Jonathan Alpert, a New York-based psychotherapist who works with Wall Street clients, said junior bankers already report “intense pressure” from long hours, being constantly available and fear of falling behind. He warned that added monitoring could reinforce a “never off the clock” mindset — and “accelerate burnout rather than prevent it.”
“The deeper issue is cultural,” Alpert told The Post on Friday. “On Wall Street, overwork is still often treated as a signal of commitment. Until that changes, tools like this risk treating the symptom, not the cause.”
Months earlier, Leo Lukenas III, 35, a former Green Beret and married father of two young children, died of a heart attack in 2024 after logging workdays of at least 16 hours at BofA.
Social media outcry laid the blame at the feet of Lukenas’s manager, Gary Howe, BofA’s co-head of the financial institutions group. Howe deleted his LinkedIn account shortly after Lukenas’s death.

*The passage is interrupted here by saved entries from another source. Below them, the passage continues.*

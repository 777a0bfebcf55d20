//! Ollama embedding provider.
//!
//! Uses the batched `/api/embed` endpoint with models such as
//! `nomic-embed-text`. One HTTP request per batch; failures are reported
//! as `AppError::EmbeddingService` without retrying.

use crate::embeddings::provider::EmbeddingProvider;
use aidoc_core::{AppError, AppResult};
use async_trait::async_trait;
use reqwest::Client;
use serde::{Deserialize, Serialize};
use std::time::Duration;
use tracing::{debug, instrument};

const DEFAULT_OLLAMA_URL: &str = "http://localhost:11434";
const EMBED_ENDPOINT: &str = "/api/embed";

/// Request timeout in seconds
const REQUEST_TIMEOUT_SECS: u64 = 60;

/// Ollama embedding provider using local API
#[derive(Debug, Clone)]
pub struct OllamaProvider {
    client: Client,
    base_url: String,
    model: String,
    dimensions: usize,
}

#[derive(Debug, Serialize)]
struct EmbedRequest<'a> {
    model: &'a str,
    input: &'a [String],
}

#[derive(Debug, Deserialize)]
struct EmbedResponse {
    embeddings: Vec<Vec<f32>>,
}

#[derive(Debug, Deserialize)]
struct ErrorResponse {
    error: String,
}

impl OllamaProvider {
    /// Create a provider. No request is made until the first batch.
    pub fn new(endpoint: Option<&str>, model: &str, dimensions: usize) -> AppResult<Self> {
        let client = Client::builder()
            .timeout(Duration::from_secs(REQUEST_TIMEOUT_SECS))
            .build()
            .map_err(|e| {
                AppError::Config(format!("Failed to create HTTP client for Ollama: {}", e))
            })?;

        Ok(Self {
            client,
            base_url: endpoint
                .unwrap_or(DEFAULT_OLLAMA_URL)
                .trim_end_matches('/')
                .to_string(),
            model: model.to_string(),
            dimensions,
        })
    }

    fn check_dimensions(&self, embeddings: &[Vec<f32>]) -> AppResult<()> {
        if let Some(bad) = embeddings.iter().find(|e| e.len() != self.dimensions) {
            return Err(AppError::EmbeddingService(format!(
                "Ollama model '{}' returned {} dimensions, expected {}",
                self.model,
                bad.len(),
                self.dimensions
            )));
        }
        Ok(())
    }
}

#[async_trait]
impl EmbeddingProvider for OllamaProvider {
    fn provider_name(&self) -> &str {
        "ollama"
    }

    fn model_name(&self) -> &str {
        &self.model
    }

    fn dimensions(&self) -> usize {
        self.dimensions
    }

    #[instrument(skip(self, texts), fields(batch_size = texts.len(), provider = "ollama", model = %self.model))]
    async fn embed_batch(&self, texts: &[String]) -> AppResult<Vec<Vec<f32>>> {
        if texts.is_empty() {
            return Ok(Vec::new());
        }

        let url = format!("{}{}", self.base_url, EMBED_ENDPOINT);
        debug!("Sending embedding request to {}", url);

        let response = self
            .client
            .post(&url)
            .json(&EmbedRequest {
                model: &self.model,
                input: texts,
            })
            .send()
            .await
            .map_err(|e| {
                AppError::EmbeddingService(format!("Failed to send request to Ollama: {}", e))
            })?;

        let status = response.status();
        if !status.is_success() {
            let error_text = response
                .text()
                .await
                .unwrap_or_else(|_| "Unknown error".to_string());
            let message = serde_json::from_str::<ErrorResponse>(&error_text)
                .map(|e| e.error)
                .unwrap_or(error_text);
            return Err(AppError::EmbeddingService(format!(
                "Ollama API error ({}): {}",
                status, message
            )));
        }

        let body: EmbedResponse = response.json().await.map_err(|e| {
            AppError::EmbeddingService(format!("Failed to parse Ollama response: {}", e))
        })?;

        self.check_dimensions(&body.embeddings)?;
        debug!("Received {} embeddings", body.embeddings.len());

        Ok(body.embeddings)
    }
}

Lukenas was so worn down by his grueling schedule that he had been looking for a new job in the weeks leading up to his death.
In 2013, BofA enacted an 80-hour cap on junior bankers’ work hours following the death of a 21-year-old intern, Moritz Erhardt.
Erhardt, who interned at the bank’s London offices, died of what officials described as an epileptic seizure. Reports indicated that he’d worked until 6 a.m. three nights in a row before his death.
Carter McIntosh, a 28-year-old Jefferies associate in Dallas, was found dead in his apartment in January of last year.
His death was later ruled an accidental overdose from fentanyl and cocaine. Colleagues and media reports said he had been working close to 100-hour weeks.
A subsequent investigation by the Wall Street Journal found that BofA managers had been flouting the company’s 80-hour workweek cap.
Wall Street’s grind culture has long demanded punishing hours from junior bankers, with analysts and associates routinely pulling all-nighters to meet client deadlines and chase multimillion-dollar deals.
The workload is often seen as a rite of passage in an industry where stamina and round-the-clock availability are prized as much as technical skill.
The payoff can be enormous: entry-level bankers can earn up to $200,000 in salary and bonuses, with far bigger paydays down the line.
That lucrative upside — along with exit opportunities in private equity and hedge funds — continues to draw recruits despite growing scrutiny of the toll the job can take.
The issue of brutal hours burst into public view in 2021 when a group of first-year Goldman Sachs analysts circulated a leaked slide deck detailing brutal conditions including 100-hour work weeks, chronic sleep deprivation and deteriorating mental health.
The presentation, which quickly went viral, described junior bankers as “abused” and pushed top executives to acknowledge the problem.
Goldman’s leadership responded by pledging to enforce the 80-hour weekly cap and improve working conditions, but complaints about long hours have persisted across Wall Street.